Für deinen Cut-over-Plan benötigst zu zunächst das Grundgerüst. Definiere folgende Spalten in Microsoft Excel, aber bleibe beim Motto “keep it simple”. Erweitern kannst du diese Auswahl später immer noch:

Spalte Beschreibung
Nr. Durch-nummerierung der Aktivitäten
Beginn Beginn der Aktivität
Ende Ende der Aktivität
Dauer Dauer der Aktivität
Status Status der Aktivität
Aktivität Kurze und prägnante Bezeichnung der Aktivität
Durch-führung Person, welche die Aktivität durchführt

Die oberste Zeile kannst du fixieren, sodass diese beim Runterscrollen immer oben stehen bleibt. Mit folgenden optischen Tricks macht dein Plan auch optisch etwas her:

  • Eine dunkle Hintergrundfarbe
  • Schriftfarbe Weiß, Schriftart Calibri und fett
  • Nur Großbuchstaben verwenden

Die Filtermöglichkeit stellst du ein, indem du die erste Zeile markierst und auf Daten > Filtern klickst.

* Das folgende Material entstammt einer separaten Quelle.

//! Cursor alignment arithmetic shared by the reader and writer.

use super::error::{Result, StreamError};

/// Number of padding bytes between `position` and the next multiple of
/// `alignment`. Returns 0 when the position is already aligned.
///
/// Pure arithmetic; no backing is touched. The reader skips this many bytes
/// and the writer emits this many null bytes to land on the boundary.
///
/// # Errors
/// Returns [`StreamError::InvalidAlignment`] if `alignment` is zero.
pub fn padding_for(position: u64, alignment: u64) -> Result<u64> {
    if alignment == 0 {
        return Err(StreamError::InvalidAlignment);
    }
    let remainder = position % alignment;
    if remainder > 0 {
        Ok(alignment - remainder)
    } else {
        Ok(0)
    }
}
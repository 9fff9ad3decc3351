//! Custom error types for the binstream crate.

use std::path::PathBuf;
use thiserror::Error;

/// The primary error type for all operations in this crate.
#[derive(Debug, Error)]
pub enum StreamError {
    /// The backing file could not be opened at construction.
    ///
    /// Surfaced immediately instead of degrading to an empty resource, so a
    /// missing or unreadable file is never mistaken for a zero-length one.
    #[error("cannot open {path:?} for {mode}: {source}")]
    Open {
        path: PathBuf,
        mode: &'static str,
        source: std::io::Error,
    },

    /// A read requested more bytes than the backing resource has left.
    #[error("truncated read: needed {needed} bytes at offset {offset}")]
    Truncated { needed: usize, offset: u64 },

    /// A write ran past the end of a fixed-size memory region.
    #[error("write overflow: needed {needed} bytes at offset {offset}")]
    Overflow { needed: usize, offset: u64 },

    /// An alignment boundary of zero was passed to an align operation.
    #[error("alignment boundary must be nonzero")]
    InvalidAlignment,

    /// An error originating from I/O operations.
    #[error("I/O error: {0:?}")]
    Io(#[from] std::io::Error),
}

/// A convenience `Result` type alias using the crate's `StreamError` type.
pub type Result<T> = std::result::Result<T, StreamError>;
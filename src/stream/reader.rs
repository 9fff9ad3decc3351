//! Cursor-based binary decoding over any [`Source`] backing.

use std::path::Path;

use byteorder::{ByteOrder, NativeEndian};
use log::{debug, warn};

use super::align;
use super::backing::{FileSource, SliceSource, Source};
use super::error::{Result, StreamError};

/// Multi-byte fields use the host's native byte order throughout the crate.
type Endian = NativeEndian;

/// Cursor-based binary decoder bound to a file or memory backing.
///
/// Every decode operation consumes exactly its width in bytes and advances
/// the cursor by the same amount. Reading past the end of the backing yields
/// [`StreamError::Truncated`] rather than zeroed or partial data. The backing
/// is chosen once at construction; code that should work over either kind
/// takes `Reader<S: Source>` (or a boxed source) and never branches on it.
pub struct Reader<S> {
    source: S,
}

impl Reader<FileSource> {
    /// Opens the file at `path` for reading.
    ///
    /// # Errors
    /// Returns [`StreamError::Open`] if the file is missing or unreadable.
    pub fn open(path: impl AsRef<Path>) -> Result<Self> {
        Ok(Self {
            source: FileSource::open(path)?,
        })
    }
}

impl<'a> Reader<SliceSource<'a>> {
    /// Reads from a caller-owned byte region without copying it.
    ///
    /// The region must outlive the reader; the borrow enforces this.
    pub fn from_slice(bytes: &'a [u8]) -> Self {
        Self {
            source: SliceSource::new(bytes),
        }
    }
}

impl<S: Source> Reader<S> {
    /// Wraps any custom [`Source`] backing.
    pub fn from_source(source: S) -> Self {
        Self { source }
    }

    /// Fills `buf` completely from the cursor or fails with `Truncated`.
    fn fill(&mut self, buf: &mut [u8]) -> Result<()> {
        let mut filled = 0;
        while filled < buf.len() {
            let count = self.source.read_bytes(&mut buf[filled..])?;
            if count == 0 {
                let offset = self.source.position()?.saturating_sub(filled as u64);
                return Err(StreamError::Truncated {
                    needed: buf.len(),
                    offset,
                });
            }
            filled += count;
        }
        Ok(())
    }

    pub fn read_u8(&mut self) -> Result<u8> {
        let mut buf = [0u8; 1];
        self.fill(&mut buf)?;
        Ok(buf[0])
    }

    pub fn read_u16(&mut self) -> Result<u16> {
        let mut buf = [0u8; 2];
        self.fill(&mut buf)?;
        Ok(Endian::read_u16(&buf))
    }

    pub fn read_u32(&mut self) -> Result<u32> {
        let mut buf = [0u8; 4];
        self.fill(&mut buf)?;
        Ok(Endian::read_u32(&buf))
    }

    pub fn read_u64(&mut self) -> Result<u64> {
        let mut buf = [0u8; 8];
        self.fill(&mut buf)?;
        Ok(Endian::read_u64(&buf))
    }

    pub fn read_i8(&mut self) -> Result<i8> {
        Ok(self.read_u8()? as i8)
    }

    pub fn read_i16(&mut self) -> Result<i16> {
        let mut buf = [0u8; 2];
        self.fill(&mut buf)?;
        Ok(Endian::read_i16(&buf))
    }

    pub fn read_i32(&mut self) -> Result<i32> {
        let mut buf = [0u8; 4];
        self.fill(&mut buf)?;
        Ok(Endian::read_i32(&buf))
    }

    pub fn read_i64(&mut self) -> Result<i64> {
        let mut buf = [0u8; 8];
        self.fill(&mut buf)?;
        Ok(Endian::read_i64(&buf))
    }

    pub fn read_f32(&mut self) -> Result<f32> {
        let mut buf = [0u8; 4];
        self.fill(&mut buf)?;
        Ok(Endian::read_f32(&buf))
    }

    pub fn read_f64(&mut self) -> Result<f64> {
        let mut buf = [0u8; 8];
        self.fill(&mut buf)?;
        Ok(Endian::read_f64(&buf))
    }

    /// Reads single bytes up to and through a null terminator.
    ///
    /// The terminator is consumed but excluded from the result. Bytes that do
    /// not form valid UTF-8 are replaced rather than rejected.
    pub fn read_cstring(&mut self) -> Result<String> {
        let mut raw = Vec::new();
        loop {
            let byte = self.read_u8()?;
            if byte == 0 {
                break;
            }
            raw.push(byte);
        }
        Ok(String::from_utf8_lossy(&raw).into_owned())
    }

    /// Reads two-byte code units up to and through a null terminator.
    ///
    /// The 2-byte terminator is consumed but excluded from the result.
    pub fn read_wcstring(&mut self) -> Result<String> {
        let mut units = Vec::new();
        loop {
            let unit = self.read_u16()?;
            if unit == 0 {
                break;
            }
            units.push(unit);
        }
        Ok(String::from_utf16_lossy(&units))
    }

    /// Reads exactly `length` single-byte characters, no terminator handling.
    pub fn read_fixed_string(&mut self, length: usize) -> Result<String> {
        let raw = self.read_bytes(length)?;
        Ok(String::from_utf8_lossy(&raw).into_owned())
    }

    /// Reads exactly `length` two-byte characters, no terminator handling.
    pub fn read_fixed_wstring(&mut self, length: usize) -> Result<String> {
        let mut units = Vec::with_capacity(length);
        for _ in 0..length {
            units.push(self.read_u16()?);
        }
        Ok(String::from_utf16_lossy(&units))
    }

    /// Decodes the null-terminated strings packed into the next `list_size`
    /// bytes, returning them in order.
    ///
    /// Some producers pad entries with extra null bytes to align the next
    /// one; after each string any run of null bytes is skipped one at a time
    /// until a non-null byte appears or `list_size` bytes have been consumed.
    /// Padding is discarded, not represented in the result.
    pub fn read_string_list(&mut self, list_size: u64) -> Result<Vec<String>> {
        let mut strings = Vec::new();
        if list_size == 0 {
            return Ok(strings);
        }

        let start = self.position()?;
        while self.position()? - start < list_size {
            strings.push(self.read_cstring()?);
            while self.position()? - start < list_size {
                if self.peek_u8()? == 0 {
                    self.skip(1)?;
                } else {
                    break;
                }
            }
        }

        let consumed = self.position()? - start;
        if consumed > list_size {
            warn!(
                "String list overran its declared {} bytes by {}",
                list_size,
                consumed - list_size
            );
        }
        debug!(
            "Decoded {} strings from a {}-byte list",
            strings.len(),
            list_size
        );
        Ok(strings)
    }

    /// Decodes the next byte without moving the cursor.
    pub fn peek_u8(&mut self) -> Result<u8> {
        let saved = self.source.position()?;
        let value = self.read_u8();
        self.source.seek_to(saved)?;
        value
    }

    /// Decodes the next two-byte value without moving the cursor.
    pub fn peek_u16(&mut self) -> Result<u16> {
        let saved = self.source.position()?;
        let value = self.read_u16();
        self.source.seek_to(saved)?;
        value
    }

    /// Decodes the next four-byte value without moving the cursor.
    pub fn peek_u32(&mut self) -> Result<u32> {
        let saved = self.source.position()?;
        let value = self.read_u32();
        self.source.seek_to(saved)?;
        value
    }

    /// Reads `count` raw bytes into a new vector.
    pub fn read_bytes(&mut self, count: usize) -> Result<Vec<u8>> {
        let mut bytes = vec![0u8; count];
        self.fill(&mut bytes)?;
        Ok(bytes)
    }

    /// Fills `destination` completely from the cursor.
    pub fn read_into(&mut self, destination: &mut [u8]) -> Result<()> {
        self.fill(destination)
    }

    /// Current cursor offset from the start of the backing.
    pub fn position(&mut self) -> Result<u64> {
        self.source.position()
    }

    /// Moves the cursor to an absolute offset.
    pub fn seek(&mut self, offset: u64) -> Result<()> {
        self.source.seek_to(offset)
    }

    /// Moves the cursor forward by `delta` bytes.
    pub fn seek_forward(&mut self, delta: u64) -> Result<()> {
        let pos = self.position()?;
        self.source.seek_to(pos + delta)
    }

    /// Moves the cursor backward by `delta` bytes, clamping at offset 0.
    pub fn seek_back(&mut self, delta: u64) -> Result<()> {
        let pos = self.position()?;
        self.source.seek_to(pos.saturating_sub(delta))
    }

    /// Moves the cursor forward past `count` bytes without decoding them.
    pub fn skip(&mut self, count: u64) -> Result<()> {
        self.seek_forward(count)
    }

    /// Skips forward to the next multiple of `boundary`, returning the number
    /// of padding bytes skipped (0 if already aligned).
    ///
    /// # Errors
    /// Returns [`StreamError::InvalidAlignment`] if `boundary` is zero.
    pub fn align(&mut self, boundary: u64) -> Result<u64> {
        let padding = align::padding_for(self.position()?, boundary)?;
        if padding > 0 {
            self.skip(padding)?;
        }
        Ok(padding)
    }

    /// Total size of the backing in bytes. The cursor is left where it was.
    pub fn len(&mut self) -> Result<u64> {
        self.source.len()
    }
}
// Copyright 2026 the Weblayer Authors
// SPDX-License-Identifier: Apache-2.0 OR MIT

//! Per-layer data.

use std::collections::HashMap;
use std::rc::Rc;

use kurbo::Rect;

use crate::config::WebLayerConfig;
use crate::host::Observation;
use crate::raster::{PixelBuffer, Texture};
use crate::transform::Transform3d;

use super::id::LayerId;

/// The implicit state every layer has.
pub const DEFAULT_STATE: &str = "default";

/// Smallest world-space extent of a layer surface.
const MIN_EXTENT: f64 = 1e-6;

/// Removal lifecycle of a layer.
///
/// `Active → PendingRemoval → Disposed`. Nodes in the store are only ever
/// `Active` or `PendingRemoval`; `Disposed` is reported for ids whose node has
/// been dropped.
#[derive(Clone, Copy, Debug, PartialEq, Eq, Hash)]
pub enum LayerState {
    /// Participates in refreshes and fades toward full opacity.
    Active,
    /// Its element left the document; fading out before disposal.
    PendingRemoval,
    /// Detached, observers disconnected, textures released.
    Disposed,
}

/// Position and scale of a layer surface in root space.
#[derive(Clone, Copy, Debug, PartialEq)]
pub struct Pose {
    /// Centre of the surface.
    pub position: [f64; 3],
    /// Surface extent along each axis.
    pub scale: [f64; 3],
}

impl Pose {
    /// The origin with unit scale.
    pub const IDENTITY: Self = Self {
        position: [0.0; 3],
        scale: [1.0; 3],
    };

    /// Returns the transform that scales a unit quad and then places it.
    #[must_use]
    pub fn to_transform(self) -> Transform3d {
        let [x, y, z] = self.position;
        let [sx, sy, sz] = self.scale;
        Transform3d::from_translation(x, y, z) * Transform3d::from_scale(sx, sy, sz)
    }
}

impl Default for Pose {
    fn default() -> Self {
        Self::IDENTITY
    }
}

/// What a presenter needs to display one layer.
#[derive(Clone, Debug)]
pub struct ContentNode {
    /// Surface transform in root space.
    pub transform: Transform3d,
    /// Opacity including ancestors' fades.
    pub opacity: f64,
    /// The selected state.
    pub state: String,
    /// Pixels of the selected state, if rasterized yet.
    pub texture: Option<Rc<PixelBuffer>>,
}

/// One mirrored layer-boundary element.
pub struct LayerNode<E> {
    pub(crate) id: LayerId,
    pub(crate) element: E,
    pub(crate) parent: Option<LayerId>,
    pub(crate) children: Vec<LayerId>,
    pub(crate) depth: u32,
    pub(crate) lifecycle: LayerState,

    // -- Layout (recomputed before every refresh) --
    pub(crate) bounding_rect: Rect,
    pub(crate) pixel_ratio: f64,
    pub(crate) default_pose: Pose,
    pub(crate) laid_out: bool,

    // -- States and textures --
    pub(crate) states: Vec<String>,
    pub(crate) current_state: String,
    pub(crate) textures: HashMap<String, Texture>,

    // -- Presentation (driven by ticks) --
    pub(crate) pose: Pose,
    pub(crate) opacity: f64,
    pub(crate) effective_opacity: f64,
    pub(crate) attached: bool,

    pub(crate) observation: Option<Box<dyn Observation>>,
}

impl<E: core::fmt::Debug> core::fmt::Debug for LayerNode<E> {
    fn fmt(&self, f: &mut core::fmt::Formatter<'_>) -> core::fmt::Result {
        f.debug_struct("LayerNode")
            .field("id", &self.id)
            .field("element", &self.element)
            .field("parent", &self.parent)
            .field("children", &self.children)
            .field("lifecycle", &self.lifecycle)
            .field("bounding_rect", &self.bounding_rect)
            .field("states", &self.states)
            .field("current_state", &self.current_state)
            .field("textures", &self.textures.len())
            .field("opacity", &self.opacity)
            .field("attached", &self.attached)
            .finish_non_exhaustive()
    }
}

impl<E> LayerNode<E> {
    pub(crate) fn new(id: LayerId, element: E, parent: Option<LayerId>, depth: u32) -> Self {
        Self {
            id,
            element,
            parent,
            children: Vec::new(),
            depth,
            lifecycle: LayerState::Active,
            bounding_rect: Rect::ZERO,
            pixel_ratio: 1.0,
            default_pose: Pose::IDENTITY,
            laid_out: false,
            states: vec![DEFAULT_STATE.to_owned()],
            current_state: DEFAULT_STATE.to_owned(),
            textures: HashMap::new(),
            pose: Pose::IDENTITY,
            opacity: 0.0,
            effective_opacity: 0.0,
            attached: false,
            observation: None,
        }
    }

    /// The layer id.
    #[must_use]
    pub fn id(&self) -> LayerId {
        self.id
    }

    /// The live boundary element.
    #[must_use]
    pub fn element(&self) -> &E {
        &self.element
    }

    /// The parent layer, or `None` for the root.
    #[must_use]
    pub fn parent(&self) -> Option<LayerId> {
        self.parent
    }

    /// Child layers in document order, followed by children still fading out.
    #[must_use]
    pub fn children(&self) -> &[LayerId] {
        &self.children
    }

    /// Nesting depth; the root is 0.
    #[must_use]
    pub fn depth(&self) -> u32 {
        self.depth
    }

    /// Removal lifecycle state.
    #[must_use]
    pub fn lifecycle(&self) -> LayerState {
        self.lifecycle
    }

    /// Whether the layer has been scheduled for removal. Never clears.
    #[must_use]
    pub fn needs_removal(&self) -> bool {
        self.lifecycle != LayerState::Active
    }

    /// Border box of the element at the last refresh.
    #[must_use]
    pub fn bounding_rect(&self) -> Rect {
        self.bounding_rect
    }

    /// Pixel ratio used for the last refresh.
    #[must_use]
    pub fn pixel_ratio(&self) -> f64 {
        self.pixel_ratio
    }

    /// Declared states, starting with [`DEFAULT_STATE`].
    #[must_use]
    pub fn states(&self) -> &[String] {
        &self.states
    }

    /// The selected state.
    #[must_use]
    pub fn current_state(&self) -> &str {
        &self.current_state
    }

    /// The texture for `state`, if rasterized.
    #[must_use]
    pub fn texture(&self, state: &str) -> Option<&Texture> {
        self.textures.get(state)
    }

    /// The texture for the selected state, if rasterized.
    #[must_use]
    pub fn current_texture(&self) -> Option<&Texture> {
        self.textures.get(&self.current_state)
    }

    /// Number of committed textures.
    #[must_use]
    pub fn texture_count(&self) -> usize {
        self.textures.len()
    }

    /// Target pose derived from the last layout.
    #[must_use]
    pub fn default_pose(&self) -> Pose {
        self.default_pose
    }

    /// Current interpolated pose.
    #[must_use]
    pub fn pose(&self) -> Pose {
        self.pose
    }

    /// Current interpolated opacity of this layer alone.
    #[must_use]
    pub fn opacity(&self) -> f64 {
        self.opacity
    }

    /// Whether the layer's scene content has been attached.
    #[must_use]
    pub fn is_attached(&self) -> bool {
        self.attached
    }

    /// Scene content for this layer, once attached.
    #[must_use]
    pub fn content(&self) -> Option<ContentNode> {
        if !self.attached {
            return None;
        }
        Some(ContentNode {
            transform: self.pose.to_transform(),
            opacity: self.effective_opacity,
            state: self.current_state.clone(),
            texture: self.current_texture().map(|t| Rc::clone(&t.buffer)),
        })
    }

    /// Recomputes the default pose from `rect` relative to `root_rect`.
    ///
    /// The root box is centred on the origin with y pointing up; each nesting
    /// level moves one `layer_separation` toward the viewer.
    pub(crate) fn layout(&mut self, rect: Rect, root_rect: Rect, config: &WebLayerConfig) {
        self.bounding_rect = rect;
        let px = config.pixel_size;
        let width = rect.width() * px;
        let height = rect.height() * px;
        let left = (rect.x0 - root_rect.x0) * px;
        let top = (rect.y0 - root_rect.y0) * px;
        let origin_x = -root_rect.width() * px / 2.0;
        let origin_y = root_rect.height() * px / 2.0;
        self.default_pose = Pose {
            position: [
                origin_x + left + width / 2.0,
                origin_y - top - height / 2.0,
                f64::from(self.depth) * config.layer_separation,
            ],
            scale: [width.max(MIN_EXTENT), height.max(MIN_EXTENT), 1.0],
        };
        if !self.laid_out {
            // First layout places the surface directly; later ones animate.
            self.pose = self.default_pose;
            self.laid_out = true;
        }
    }

    /// Replaces the declared states, dropping textures of removed states.
    ///
    /// Returns `true` if the selected state was reset to the default.
    pub(crate) fn set_states(&mut self, states: Vec<String>) -> bool {
        self.textures.retain(|name, _| states.contains(name));
        self.states = states;
        if self.states.contains(&self.current_state) {
            false
        } else {
            self.current_state = DEFAULT_STATE.to_owned();
            true
        }
    }

    /// Stores a rasterization result unless a newer one is already present.
    ///
    /// Returns `true` if the texture was committed.
    pub(crate) fn commit_texture(&mut self, state: &str, buffer: PixelBuffer, generation: u64) -> bool {
        if !self.states.iter().any(|s| s == state) {
            return false;
        }
        if self
            .textures
            .get(state)
            .is_some_and(|existing| existing.generation > generation)
        {
            return false;
        }
        self.textures.insert(
            state.to_owned(),
            Texture {
                state: state.to_owned(),
                buffer: Rc::new(buffer),
                generation,
            },
        );
        true
    }

    /// Releases observers and textures.
    pub(crate) fn release(&mut self) {
        if let Some(mut observation) = self.observation.take() {
            observation.disconnect();
        }
        self.textures.clear();
        self.attached = false;
    }
}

Gruppierung der Aktivitäten

Je nach Komplexität deines Projekts können schnell hunderte von Aktivitäten beim Cut-over anfallen. Eine Gruppierung der Aktivitäten hilft dir dabei, den Überblick zu behalten. Beispiele für Gruppierungen sind “Inventur”, “Datenmigration” oder “Einstellungen SAP-System”. Für die Zeilen der Gruppierungen verwendest du dieselbe Farbe der ersten Zeile, nur etwas heller. Klicke die untergeordneten Zeilen an (hier 101 bis 103) und gruppiere diese. Du kannst mit einem Klick auf das “-” bzw. “+” am linken Rand die untergeordneten Zeilen ein- und ausklappen. Auch das hilft bei größeren Cut-over-Plänen, den Überblick zu behalten.

Beginn & Ende

  • Formatiere die beiden Felder mit Datum und Uhrzeit (Rubrik “Uhrzeit”)
  • Mit den Formel “=MIN(B3:B5)” bzw. “MAX(B3:B5)” in der übergeordnete Zeile erhältst du das kleinste bzw. größte Datum aller untergeordneten Zeilen

Status

  • Für die untergeordneten Zeilen kannst du eine “Datenüberprüfung” einstellen
  • Verwende bspw. die Liste “offen;in Arbeit;erledigt;obsolet”
  • Mit einer bedingte Formatierung kannst du alle Zellen automatisch grün einfärben, sobald der Text “erledigt” enthalten ist. Benutze eine gelbe Einfärbung für “in Arbeit”.

Übergeordneter Status (Bild siehe 33%)

  • Lasse dir den Gesamtfortschritt dieser Gruppe in Prozent anzeigen
  • Benutze bspw. die Formel =ZÄHLENWENN(E3:E5;“erledigt“)/(ZÄHLENWENN(E3:E5;“offen“)+ZÄHLENWENN(E3:E5;“in Arbeit“)+ZÄHLENWENN(E3:E5;“erledigt“))
  • Ich verwende keine Gewichtung der Aktivitäten. Ab einer größeren Anzahl liefert die prozentuale Anzeige dennoch einen sehr guten Richtwert des gesamten Fortschritts.

Die Berechnung der Dauer kannst du mit der Formel =(C2-B2)*24 vornehmen. Und so kann dein erster Cut-over-Plan aussehen.

Welche Aktivitäten?

Das Grundgerüst in Excel steht. Jetzt möchtest du deinen Cut-over-Plan mit Aktivitäten füllen. Aus den Erfahrungen meiner Projekte habe ich dir ein paar Beispiele aufgelistet. Für dein Projekt empfehle ich dir, dich mit den relevanten Stakeholdern zu treffen und bspw. im Rahmen eines Brainstormings die erforderlichen Aktivitäten zu sammeln.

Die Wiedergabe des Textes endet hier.